El texto nos revela la preferencia que tenía Elcana por Ana, la mujer que no le había dado hijos, en contraste con la otra. Pero esa preferencia del marido por una de sus mujeres daba lugar a que la “aborrecida”, es decir, la menos amada, se vengara de su rival echándole en cara su esterilidad. Notemos que mientras Penina irritaba deliberadamente a Ana, ésta no le respondía en el mismo tono, y sólo lloraba, mostrando una disposición de carácter más benigno. Quizá por ese motivo la prefería su esposo (5).

En esta situación hay un eco de la vida familiar de Jacob, casado con Lía, que le había dado hijos e hijas (Gn 30:1-24), pero que amaba a Raquel, que fue estéril hasta que concibió a José.

Hoy en día muchas mujeres evitan tener hijos como la peste, y muchas mueren sin haberlos tenido, pero en la antigüedad la gloria de la mujer eran sus hijos. La fertilidad era una bendición de Dios, mientras que la esterilidad era considerada como una maldición y una vergüenza.

La subida anual a Silo, que debía ser para Ana una ocasión de regocijo, era para ella un motivo de aflicción porque iba sin estar acompañada de hijos, como las demás mujeres del clan, razón por la que ella no participaba de la alegría común, y más bien lloraba.

En esta ocasión Elcana, enamorado, le recriminó que no se alegrara y no comiera, haciéndole un reproche de marido herido: “¿No te soy yo mejor que diez hijos?” (6).
Aunque para Ana el amor de su marido no suplía la carencia de un hijo, pues a pesar de saberse amada lloraba y sufría, ella comprendió de inmediato que no participar de los festejos, era no valorar el gran amor que su marido tenía por ella, y que lo heriría si no se sentaba a la mesa con los demás. La masculinidad, el orgullo viril, de Elcana estaban en juego: ¿No valgo yo para ti más que todos los hijos que Dios te diera?

Este reproche velado de Elcana pone el dedo en la llaga de una dicotomía en el amor de los esposos. ¿Qué vale más para la mujer, su marido o sus hijos? En la respuesta (y en los múltiples matices en que pueda darse) con frecuencia reside la clave de su felicidad, o del enfriamiento de sus relaciones. ¿Pero debe haber acaso conflicto entre ambos sentimientos?
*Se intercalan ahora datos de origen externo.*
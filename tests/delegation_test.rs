//! Integration tests for vote delegation
//!
//! This test validates:
//! - Local rejections never reach the wallet
//! - Error messages name the relevant limit
//! - Batch shape checks
//! - Immediate and delayed cache refresh after success
//! - Phase transitions, with idle reached once the refresh lands

mod common;

use std::time::Duration;

use common::{script_reads, tokens, u, Harness, PRINCIPAL};
use emark_client::contracts::ContractId;
use emark_client::delegation::DelegationPhase;
use emark_client::error_classifier::ErrorType;
use emark_client::types::SubjectId;
use emark_client::wallet::{MockWallet, StrategyKind, WalletRequest};
use ethers::abi::Token;

async fn loaded(available: u64) -> Harness {
    let harness = Harness::new(StrategyKind::Declarative);
    script_reads(&harness.reader, 100, available);
    harness.cache.load(PRINCIPAL).await;
    harness
}

#[tokio::test]
async fn test_delegate_over_available_rejected_locally() {
    let harness = loaded(40).await;
    let service = harness.delegation(2_000);

    let result = service.delegate("7", "50").await;

    assert!(!result.is_success());
    assert_eq!(result.error(), Some("Insufficient voting power. Available: 40 wEMARK"));
    let parsed = result.parsed().unwrap();
    assert_eq!(parsed.error_type, ErrorType::ValidationError);
    assert_eq!(harness.wallet.send_count(), 0);
    assert_eq!(service.phase(), DelegationPhase::Idle);
}

#[tokio::test]
async fn test_delegate_without_snapshot_rejected() {
    let harness = Harness::new(StrategyKind::Declarative);
    let service = harness.delegation(2_000);

    let result = service.delegate("7", "1").await;

    assert!(!result.is_success());
    assert!(result.error().unwrap().contains("not loaded"));
    assert_eq!(harness.wallet.send_count(), 0);
    assert_eq!(harness.reader.call_count(), 0);
}

#[tokio::test]
async fn test_delegate_rejects_bad_input() {
    let harness = loaded(40).await;
    let service = harness.delegation(2_000);

    for (subject, amount) in [("7", "0"), ("7", "-1"), ("7", "abc"), ("0", "1"), ("x", "1")] {
        let result = service.delegate(subject, amount).await;
        assert!(!result.is_success(), "{subject}/{amount}");
    }
    assert_eq!(harness.wallet.send_count(), 0);
}

#[tokio::test]
async fn test_delegate_when_disconnected() {
    let harness = Harness::with_wallet(MockWallet::new_disconnected(PRINCIPAL, StrategyKind::Declarative));
    let service = harness.delegation(2_000);

    let result = service.delegate("7", "1").await;

    assert_eq!(result.error(), Some("Please connect your wallet first"));
    assert_eq!(harness.wallet.send_count(), 0);
}

#[tokio::test(start_paused = true)]
async fn test_delegate_success_submits_and_refreshes_twice() {
    let harness = loaded(40).await;
    let service = harness.delegation(2_000);
    let before = harness.reader.calls_to("getCurrentCycle");

    let result = service.delegate("7", "10").await;

    assert!(result.is_success());
    assert_eq!(service.phase(), DelegationPhase::CacheRefreshing);
    match result {
        emark_client::TransactionResult::Success { message, .. } => {
            assert_eq!(message, "Delegated 10 wEMARK to Evermark #7");
        }
        other => panic!("unexpected {other:?}"),
    }

    match &harness.wallet.sent()[0] {
        WalletRequest::Prepared(call) => {
            assert_eq!(call.contract, ContractId::EvermarkVoting);
            assert_eq!(call.function.name, "delegateVotes");
            assert_eq!(call.args, vec![u(7), Token::Uint(tokens(10))]);
        }
        other => panic!("expected prepared call, got {other:?}"),
    }
    assert!(harness
        .cache
        .watched_subjects(PRINCIPAL)
        .contains(&SubjectId::new(7).unwrap()));

    tokio::time::sleep(Duration::from_millis(10)).await;
    assert_eq!(harness.reader.calls_to("getCurrentCycle"), before + 1);
    assert_eq!(service.phase(), DelegationPhase::Idle);

    tokio::time::sleep(Duration::from_millis(2_100)).await;
    assert_eq!(harness.reader.calls_to("getCurrentCycle"), before + 2);
    assert_eq!(service.phase(), DelegationPhase::Idle);
}

#[tokio::test(start_paused = true)]
async fn test_failed_submission_does_not_refresh() {
    let harness = loaded(40).await;
    let service = harness.delegation(2_000);
    harness.wallet.push_failure("User rejected the request.");
    let before = harness.reader.call_count();

    let result = service.delegate("7", "10").await;

    assert_eq!(result.parsed().unwrap().error_type, ErrorType::UserRejection);
    tokio::time::sleep(Duration::from_secs(5)).await;
    assert_eq!(harness.reader.call_count(), before);
    assert_eq!(service.phase(), DelegationPhase::Idle);
}

#[tokio::test]
async fn test_undelegate_over_delegated_names_delegated_amount() {
    let harness = loaded(40).await;
    harness.reader.set_for_args(
        ContractId::EvermarkVoting,
        "getUserVotesForEvermark",
        vec![Token::Address(PRINCIPAL), u(7)],
        vec![Token::Uint(tokens(5))],
    );
    let service = harness.delegation(2_000);
    service.track_subject(SubjectId::new(7).unwrap()).await;

    let result = service.undelegate("7", "10").await;

    assert_eq!(
        result.error(),
        Some("Cannot undelegate more than delegated. Currently delegated: 5 wEMARK")
    );
    assert_eq!(harness.wallet.send_count(), 0);
}

#[tokio::test]
async fn test_undelegate_untracked_subject_rejected_then_tracked() {
    let harness = loaded(40).await;
    let service = harness.delegation(2_000);

    let result = service.undelegate("9", "1").await;

    assert!(!result.is_success());
    assert!(result.parsed().unwrap().is_retryable);
    assert!(harness
        .cache
        .watched_subjects(PRINCIPAL)
        .contains(&SubjectId::new(9).unwrap()));
    assert_eq!(harness.wallet.send_count(), 0);
}

#[tokio::test]
async fn test_undelegate_within_delegated_submits() {
    let harness = loaded(40).await;
    harness.reader.set_for_args(
        ContractId::EvermarkVoting,
        "getUserVotesForEvermark",
        vec![Token::Address(PRINCIPAL), u(7)],
        vec![Token::Uint(tokens(5))],
    );
    let service = harness.delegation(2_000);
    service.track_subject(SubjectId::new(7).unwrap()).await;

    let result = service.undelegate("7", "5").await;

    assert!(result.is_success());
    match &harness.wallet.sent()[0] {
        WalletRequest::Prepared(call) => assert_eq!(call.function.name, "undelegateVotes"),
        other => panic!("expected prepared call, got {other:?}"),
    }
}

#[tokio::test]
async fn test_batch_shape_checks_before_network() {
    let harness = loaded(40).await;
    let service = harness.delegation(2_000);
    let reads = harness.reader.call_count();

    let mismatch = service.delegate_batch(&["1", "2"], &["1"]).await;
    assert_eq!(mismatch.error(), Some("Got 2 items but 1 amounts"));

    let empty = service.delegate_batch::<&str, &str>(&[], &[]).await;
    assert_eq!(empty.error(), Some("Batch must contain at least one delegation"));

    let over = service.delegate_batch(&["1", "2"], &["30", "20"]).await;
    assert_eq!(over.error(), Some("Insufficient voting power. Available: 40 wEMARK"));

    let too_many: Vec<String> = (1..=11).map(|i| i.to_string()).collect();
    let amounts = vec!["1"; 11];
    let large = service.delegate_batch(&too_many, &amounts).await;
    assert!(!large.is_success());

    assert_eq!(harness.wallet.send_count(), 0);
    assert_eq!(harness.reader.call_count(), reads);
}

#[tokio::test]
async fn test_batch_submits_parallel_arrays() {
    let harness = Harness::new(StrategyKind::ManualEncoding);
    script_reads(&harness.reader, 100, 40);
    harness.cache.load(PRINCIPAL).await;
    let service = harness.delegation(2_000);

    let result = service.delegate_batch(&["1", "2"], &["15", "25"]).await;

    assert!(result.is_success());
    match &harness.wallet.sent()[0] {
        WalletRequest::Raw(tx) => {
            assert_eq!(tx.to, harness.address(ContractId::EvermarkVoting));
            let function = harness
                .context
                .target(ContractId::EvermarkVoting)
                .function("delegateVotesBatch")
                .unwrap();
            assert_eq!(&tx.data[..4], &function.short_signature()[..]);
        }
        other => panic!("expected raw envelope, got {other:?}"),
    }
    assert_eq!(harness.cache.watched_subjects(PRINCIPAL).len(), 2);
}

#[tokio::test]
async fn test_phase_observable_and_reset() {
    let harness = loaded(40).await;
    let service = harness.delegation(2_000);
    let mut phases = service.subscribe();

    service.delegate("7", "500").await;

    assert!(phases.has_changed().unwrap());
    assert_eq!(*phases.borrow_and_update(), DelegationPhase::Idle);
    assert_eq!(service.phase(), DelegationPhase::Idle);
}

#[tokio::test(start_paused = true)]
async fn test_success_transitions_through_refresh() {
    let harness = loaded(40).await;
    let service = harness.delegation(2_000);
    let mut transitions = service.transitions();

    let result = service.delegate("7", "10").await;
    assert!(result.is_success());
    tokio::time::sleep(Duration::from_millis(10)).await;

    let mut seen = Vec::new();
    while let Ok(phase) = transitions.try_recv() {
        seen.push(phase);
    }
    assert_eq!(
        seen,
        vec![
            DelegationPhase::Validating,
            DelegationPhase::Submitting,
            DelegationPhase::SubmittedSuccess,
            DelegationPhase::CacheRefreshing,
            DelegationPhase::Idle,
        ]
    );
}

#[tokio::test]
async fn test_rejection_transitions_straight_to_idle() {
    let harness = loaded(40).await;
    let service = harness.delegation(2_000);
    let mut transitions = service.transitions();

    service.delegate("7", "500").await;

    let mut seen = Vec::new();
    while let Ok(phase) = transitions.try_recv() {
        seen.push(phase);
    }
    assert_eq!(
        seen,
        vec![
            DelegationPhase::Validating,
            DelegationPhase::RejectedLocally,
            DelegationPhase::Idle,
        ]
    );
}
Al contrario, el cariño por los hijos que tuvieron juntos debería reforzar el amor que siente la esposa por su marido, y el amor de él por ella.

9-11. “Y se levantó Ana después que hubo comido y bebido en Silo; y mientras el sacerdote Elí estaba sentado en una silla junto a un pilar del templo de Jehová, ella con amargura de alma oró a Jehová, y lloró abundantemente. E hizo voto, diciendo: Jehová de los ejércitos, si te dignares mirar a la aflicción de tu sierva, y te acordares de mí, y no te olvidares de tu sierva, sino que dieres a tu sierva un hijo varón, yo lo dedicaré a Jehová todos los días de su vida, y no pasará navaja sobre su cabeza.”
Después de haber participado lo mejor que pudo con los demás en la alegría del banquete, Ana se levantó sola de la mesa y se fue al templo del Señor a orar. Podemos concebir el contraste entre el jolgorio del banquete, en el que ella tuvo que participar, y la desolación que en su interior sentía. En el templo derramó ella con muchas lágrimas toda la amargura que tenía en su alma por la desdicha de no poder concebir un hijo, y de llevar el estigma de ser una mujer estéril. Dice el texto que “lloró abundantemente”.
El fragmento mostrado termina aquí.